### THE DATA
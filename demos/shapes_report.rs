// SPDX-FileCopyrightText: 2020 Robin Krahl <robin.krahl@ireas.org>
// SPDX-License-Identifier: Apache-2.0 or MIT

//! A shapes report: one page per shape with a map, graticule and attribute table,
//! plus an overview map of the whole layer.
//!
//! Run with `cargo run --example shapes_report`; the output is written to
//! `shapes_report.pdf` in the current directory.

use georeport::shapes::{PolygonPart, Shape, Shapes};
use georeport::style::{Color, DrawMode, HAlign, ShapeStyle, TextStyle, VAlign};
use georeport::table::{Column, Table, Value};
use georeport::{Document, Orientation, PaperSize, TitleLevel};

fn sample_layer() -> (Shapes, Vec<Table>) {
    let mut shapes = Shapes::new();
    let mut tables = Vec::new();

    shapes.push(Shape::Polygon(vec![
        PolygonPart::ring(vec![
            (2.0, 1.0),
            (58.0, 4.0),
            (62.0, 38.0),
            (30.0, 46.0),
            (4.0, 33.0),
        ]),
        PolygonPart::hole(vec![(22.0, 18.0), (36.0, 18.0), (33.0, 29.0), (24.0, 30.0)]),
    ]));
    let mut attributes = Table::new(vec![Column::text("FIELD"), Column::text("VALUE")]);
    attributes.push_row(vec![Value::Text("NAME".into()), Value::Text("basin".into())]);
    attributes.push_row(vec![Value::Text("AREA".into()), Value::Number(1840.5)]);
    attributes.push_row(vec![
        Value::Text("SURVEYED".into()),
        Value::Date("2005-08-01".into()),
    ]);
    tables.push(attributes);

    shapes.push(Shape::Line(vec![vec![
        (0.0, 10.0),
        (20.0, 22.0),
        (45.0, 18.0),
        (64.0, 40.0),
    ]]));
    let mut attributes = Table::new(vec![Column::text("FIELD"), Column::text("VALUE")]);
    attributes.push_row(vec![Value::Text("NAME".into()), Value::Text("channel".into())]);
    attributes.push_row(vec![Value::Text("LENGTH".into()), Value::Number(78.2)]);
    tables.push(attributes);

    (shapes, tables)
}

fn main() {
    let (shapes, tables) = sample_layer();
    let world = shapes.extent();

    let mut doc = Document::with_title(PaperSize::A4, Orientation::Portrait, "Shapes Report");
    doc.layout_add_box("TITLE", 0.0, 0.0, 100.0, 5.0);
    doc.layout_add_box("SHAPE", 0.0, 5.0, 100.0, 55.0);
    doc.layout_add_box("TABLE", 0.0, 55.0, 100.0, 100.0);

    let title_box = doc.layout_get_box("TITLE");
    let shape_box = doc.layout_get_box("SHAPE");
    let table_box = doc.layout_get_box("TABLE");
    let map = shape_box.deflated(8.0, true);

    // overview map of the whole layer
    doc.add_page_title("Overview", TitleLevel::Section);
    doc.draw_shapes(
        map,
        &shapes,
        &ShapeStyle::new(DrawMode::FillStroke),
        Color::GREEN,
        Color::BLACK,
        0.0,
        Some(world),
    );
    doc.draw_graticule(map, world, 10.0);

    // one page per shape, with the layer extent kept for comparable scales
    doc.add_page_title("Shapes", TitleLevel::Section);
    for (i, shape) in shapes.iter().enumerate() {
        let name = tables[i].value(0, 1).as_string();
        doc.add_page();
        doc.add_outline_item(&name);

        doc.draw_text(
            title_box.x_center(),
            title_box.y_center(),
            &name,
            16.0,
            &TextStyle::new()
                .with_h_align(HAlign::Center)
                .with_v_align(VAlign::Center)
                .underlined(),
            0.0,
            Color::BLACK,
        );
        doc.draw_shape(
            map,
            shape,
            &ShapeStyle::new(DrawMode::FillStroke),
            Color::YELLOW,
            Color::RED,
            1.0,
            Some(world),
        );
        doc.draw_graticule(map, world, 10.0);
        doc.draw_table(table_box, &tables[i], 0.0, 1.5);
    }

    if doc.save("shapes_report.pdf") {
        println!("wrote shapes_report.pdf");
    } else {
        eprintln!("could not write shapes_report.pdf");
    }
}
// SPDX-FileCopyrightText: 2020 Robin Krahl <robin.krahl@ireas.org>
// SPDX-License-Identifier: Apache-2.0 or MIT

//! Error types for `georeport`.

use std::error;
use std::fmt;
use std::io;

/// Helper trait for creating [`Error`][] instances.
///
/// This trait is inspired by [`anyhow::Context`][].
///
/// [`Error`]: struct.Error.html
/// [`anyhow::Context`]: https://docs.rs/anyhow/latest/anyhow/trait.Context.html
pub trait Context<T> {
    /// Maps the error to an [`Error`][] instance with the given message.
    ///
    /// [`Error`]: struct.Error.html
    fn context(self, msg: impl Into<String>) -> Result<T, Error>;

    /// Maps the error to an [`Error`][] instance message produced by the given callback.
    ///
    /// [`Error`]: struct.Error.html
    fn with_context<F, S>(self, cb: F) -> Result<T, Error>
    where
        F: Fn() -> S,
        S: Into<String>;
}

impl<T, E: Into<ErrorKind>> Context<T> for Result<T, E> {
    fn context(self, msg: impl Into<String>) -> Result<T, Error> {
        self.map_err(|err| Error::new(msg, err))
    }

    fn with_context<F, S>(self, cb: F) -> Result<T, Error>
    where
        F: Fn() -> S,
        S: Into<String>,
    {
        self.map_err(move |err| Error::new(cb(), err))
    }
}

/// An error that occured in a `georeport` function.
///
/// The error consists of an error message (provided by the `Display` implementation) and an
/// error kind, see [`kind`](#method.kind).
#[derive(Debug)]
pub struct Error {
    msg: String,
    kind: ErrorKind,
}

impl Error {
    /// Creates a new error.
    pub fn new(msg: impl Into<String>, kind: impl Into<ErrorKind>) -> Error {
        Error {
            msg: msg.into(),
            kind: kind.into(),
        }
    }

    /// Returns the error kind for this error.
    pub fn kind(&self) -> &ErrorKind {
        &self.kind
    }
}

impl fmt::Display for Error {
    fn fmt(&self, f: &mut fmt::Formatter<'_>) -> fmt::Result {
        f.write_str(&self.msg)
    }
}

impl error::Error for Error {
    fn source(&self) -> Option<&(dyn error::Error + 'static)> {
        match &self.kind {
            ErrorKind::Internal => None,
            ErrorKind::InvalidData => None,
            ErrorKind::NoPage => None,
            ErrorKind::UnsupportedImage => None,
            ErrorKind::IoError(err) => Some(err),
            ErrorKind::PdfError(err) => Some(err),
            ErrorKind::PdfIndexError(err) => Some(err),
            ErrorKind::PostProcessError(err) => Some(err),
            ErrorKind::ImageError(err) => Some(err),
        }
    }
}

/// The kind of an [`Error`](struct.Error.html).
#[derive(Debug)]
#[non_exhaustive]
pub enum ErrorKind {
    /// An internal error.
    Internal,
    /// An error caused by invalid data.
    InvalidData,
    /// An operation that requires an open page was called before any page was added.
    NoPage,
    /// An image file with a file extension other than `.png` or `.jpg` was given.
    UnsupportedImage,
    /// An IO error.
    IoError(io::Error),
    /// An error caused by invalid data in `printpdf`.
    PdfError(printpdf::PdfError),
    /// An error caused by an invalid index in `printpdf`.
    PdfIndexError(printpdf::IndexError),
    /// An error raised by `lopdf` while rewriting the saved document.
    PostProcessError(lopdf::Error),
    /// An error raised by the `image` crate while decoding an embedded image.
    ImageError(image::ImageError),
}

impl From<io::Error> for ErrorKind {
    fn from(error: io::Error) -> ErrorKind {
        ErrorKind::IoError(error)
    }
}

impl From<printpdf::Error> for ErrorKind {
    fn from(error: printpdf::Error) -> ErrorKind {
        match error {
            printpdf::Error::Io(err) => err.into(),
            printpdf::Error::Rusttype(_) => ErrorKind::Internal,
            printpdf::Error::Pdf(err) => err.into(),
            printpdf::Error::Index(err) => err.into(),
        }
    }
}

impl From<printpdf::IndexError> for ErrorKind {
    fn from(error: printpdf::IndexError) -> ErrorKind {
        ErrorKind::PdfIndexError(error)
    }
}

impl From<printpdf::PdfError> for ErrorKind {
    fn from(error: printpdf::PdfError) -> ErrorKind {
        ErrorKind::PdfError(error)
    }
}

impl From<lopdf::Error> for ErrorKind {
    fn from(error: lopdf::Error) -> ErrorKind {
        ErrorKind::PostProcessError(error)
    }
}

impl From<image::ImageError> for ErrorKind {
    fn from(error: image::ImageError) -> ErrorKind {
        ErrorKind::ImageError(error)
    }
}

### TASK REQUIREMENTS
Every line that contains the string "html" should be returned from the data.

### SOLUTION TO THIS PROBLEM
/// [`Error`]: struct.Error.html
/// [`anyhow::Context`]: https://docs.rs/anyhow/latest/anyhow/trait.Context.html
    /// [`Error`]: struct.Error.html
    /// [`Error`]: struct.Error.html
/// The kind of an [`Error`](struct.Error.html).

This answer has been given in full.